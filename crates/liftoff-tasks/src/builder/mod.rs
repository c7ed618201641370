//! Task definition builder
//!
//! Pure construction of task definitions from a frozen [`RunContext`] and
//! project [`Config`]. Nothing here talks to the queue. Every public
//! operation funnels through [`TaskBuilder::finalize`], which fills the
//! fields all tasks share.

mod build;
mod perf;
mod release;

use std::collections::BTreeMap;
use std::sync::Arc;

use liftoff_core::clock::{default_deadline, default_expiry};
use liftoff_core::{Clock, Config, Priority, RunContext, SystemClock};

use crate::task::{
    Artifact, DockerPayload, Extra, Features, Payload, Requires, TaskDefinition, TaskMetadata,
    Treeherder, SECRET_SCOPE_PREFIX,
};

pub use build::{apk_artifact_name, ReleaseBuildTask, VariantTask};
pub use perf::{PerformanceDevice, PerformanceTestTask};
pub use release::{PublishTask, SigningIndex, SigningTask};

/// Retries requested from the worker for every task
pub const DEFAULT_RETRIES: u32 = 5;

/// Task-specific inputs to [`TaskBuilder::finalize`]
#[derive(Debug, Clone)]
pub struct TaskTemplate {
    pub name: String,
    pub description: String,
    pub provisioner_id: String,
    pub worker_type: String,
    pub payload: Payload,
    pub dependencies: Vec<String>,
    pub routes: Vec<String>,
    pub scopes: Vec<String>,
    pub priority: Option<Priority>,
    pub treeherder: Option<Treeherder>,
}

impl TaskTemplate {
    pub fn new(
        name: impl Into<String>,
        description: impl Into<String>,
        provisioner_id: impl Into<String>,
        worker_type: impl Into<String>,
        payload: Payload,
    ) -> Self {
        Self {
            name: name.into(),
            description: description.into(),
            provisioner_id: provisioner_id.into(),
            worker_type: worker_type.into(),
            payload,
            dependencies: Vec::new(),
            routes: Vec::new(),
            scopes: Vec::new(),
            priority: None,
            treeherder: None,
        }
    }

    pub fn with_dependencies(mut self, dependencies: impl IntoIterator<Item = String>) -> Self {
        self.dependencies.extend(dependencies);
        self
    }

    pub fn with_routes(mut self, routes: impl IntoIterator<Item = String>) -> Self {
        self.routes.extend(routes);
        self
    }

    pub fn with_scopes(mut self, scopes: impl IntoIterator<Item = String>) -> Self {
        self.scopes.extend(scopes);
        self
    }

    pub fn with_priority(mut self, priority: Priority) -> Self {
        self.priority = Some(priority);
        self
    }

    pub fn with_treeherder(mut self, treeherder: Treeherder) -> Self {
        self.treeherder = Some(treeherder);
        self
    }
}

/// Builds task definitions for one run
#[derive(Clone)]
pub struct TaskBuilder {
    context: RunContext,
    config: Config,
    clock: Arc<dyn Clock>,
}

impl TaskBuilder {
    /// Create a builder using the wall clock
    pub fn new(context: RunContext, config: Config) -> Self {
        Self {
            context,
            config,
            clock: Arc::new(SystemClock),
        }
    }

    /// Replace the clock timestamps are computed from
    pub fn with_clock(mut self, clock: Arc<dyn Clock>) -> Self {
        self.clock = clock;
        self
    }

    pub fn context(&self) -> &RunContext {
        &self.context
    }

    pub fn config(&self) -> &Config {
        &self.config
    }

    fn project(&self) -> &str {
        &self.config.project.name
    }

    /// Fill the cross-cutting fields of a task.
    ///
    /// The anchor task id always comes first in `dependencies`. Feature flags
    /// are derived from the payload's artifacts and the secret scopes and
    /// replace whatever the template carried.
    pub fn finalize(&self, template: TaskTemplate) -> TaskDefinition {
        let now = self.clock.now();
        let anchor = self.context.task_group_id().to_string();

        let mut dependencies = vec![anchor.clone()];
        for dependency in template.dependencies {
            if !dependencies.contains(&dependency) {
                dependencies.push(dependency);
            }
        }

        let mut routes = template.routes;
        routes.push(format!(
            "tc-treeherder.v2.{}.{}",
            self.project(),
            self.context.commit()
        ));

        let features = Features {
            chain_of_trust: template.payload.declared_artifacts() > 0,
            taskcluster_proxy: template
                .scopes
                .iter()
                .any(|scope| scope.starts_with(SECRET_SCOPE_PREFIX)),
        };
        let mut payload = template.payload;
        payload.set_features(features);

        TaskDefinition {
            provisioner_id: template.provisioner_id,
            worker_type: template.worker_type,
            task_group_id: anchor,
            scheduler_id: self.context.scheduler_id().to_string(),
            created: now,
            deadline: self.clock.from_now(default_deadline()),
            expires: self.clock.from_now(default_expiry()),
            retries: DEFAULT_RETRIES,
            tags: BTreeMap::new(),
            priority: template.priority.unwrap_or(self.context.priority()),
            dependencies,
            requires: Requires::AllCompleted,
            routes,
            scopes: template.scopes,
            payload,
            metadata: TaskMetadata {
                name: template.name,
                description: template.description,
                owner: self.config.project.owner.clone(),
                source: self.config.project.source.clone(),
            },
            extra: Extra {
                treeherder: template.treeherder,
            },
        }
    }

    /// Fetch the pushed revision into the worker's checkout
    fn checkout_command(&self) -> String {
        format!(
            "export TERM=dumb && git fetch {} {} --tags && git config advice.detachedHead false && git checkout {}",
            self.context.repo_url(),
            self.context.branch(),
            self.context.commit()
        )
    }

    /// Docker payload running `steps` joined with `&&` after the checkout
    fn docker_payload(&self, steps: &[String], artifacts: BTreeMap<String, Artifact>) -> Payload {
        let mut command = self.checkout_command();
        for step in steps {
            command.push_str(" && ");
            command.push_str(step);
        }

        Payload::Docker(DockerPayload {
            features: Features::default(),
            max_run_time: self.config.project.max_run_time,
            image: self.config.project.image.clone(),
            command: vec![
                "/bin/bash".to_string(),
                "--login".to_string(),
                "-cx".to_string(),
                command,
            ],
            artifacts,
        })
    }

    /// Worker pool for docker builds at the run's trust level
    fn build_worker_type(&self) -> String {
        format!("mobile-{}-b-{}", self.context.trust_level(), self.project())
    }
}

fn notify_on_failure(address: &str) -> String {
    format!("notify.email.{}.on-failed", address)
}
★ ★ ★
*What this task involves*:
Using the records given above, list every line that includes the word "routes".

*Written reply*:
    pub routes: Vec<String>,
            routes: Vec::new(),
    pub fn with_routes(mut self, routes: impl IntoIterator<Item = String>) -> Self {
        self.routes.extend(routes);
        let mut routes = template.routes;
        routes.push(format!(
            routes,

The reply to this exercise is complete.